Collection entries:
*** Block opens ***

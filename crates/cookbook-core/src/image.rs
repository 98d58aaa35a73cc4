//! Image codec contract.

use crate::error::Result;

/// Converts between raw image bytes and the text payload stored in
/// `profileImage`.
pub trait ImageCodec: Send + Sync {
    /// Decodes `bytes` as a raster image and re-encodes it as Base64 JPEG text.
    ///
    /// Fails with `CookbookError::DecodeFailure` when `bytes` is not an image.
    fn encode(&self, bytes: &[u8]) -> Result<String>;

    /// Inverse of [`ImageCodec::encode`].
    ///
    /// Malformed text or undecodable image bytes yield `None`.
    fn decode(&self, text: &str) -> Option<Vec<u8>>;
}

*** Block closes ***

Type out all of the records again, exactly.

**OUTPUT OF THE EXERCISE**
filename crates/cookbook-core/src/image.rs
repository 98d58aaa35a73cc4
//! Image codec contract.

use crate::error::Result;

/// Converts between raw image bytes and the text payload stored in
/// `profileImage`.
pub trait ImageCodec: Send + Sync {
    /// Decodes `bytes` as a raster image and re-encodes it as Base64 JPEG text.
    ///
    /// Fails with `CookbookError::DecodeFailure` when `bytes` is not an image.
    fn encode(&self, bytes: &[u8]) -> Result<String>;

    /// Inverse of [`ImageCodec::encode`].
    ///
    /// Malformed text or undecodable image bytes yield `None`.
    fn decode(&self, text: &str) -> Option<Vec<u8>>;
}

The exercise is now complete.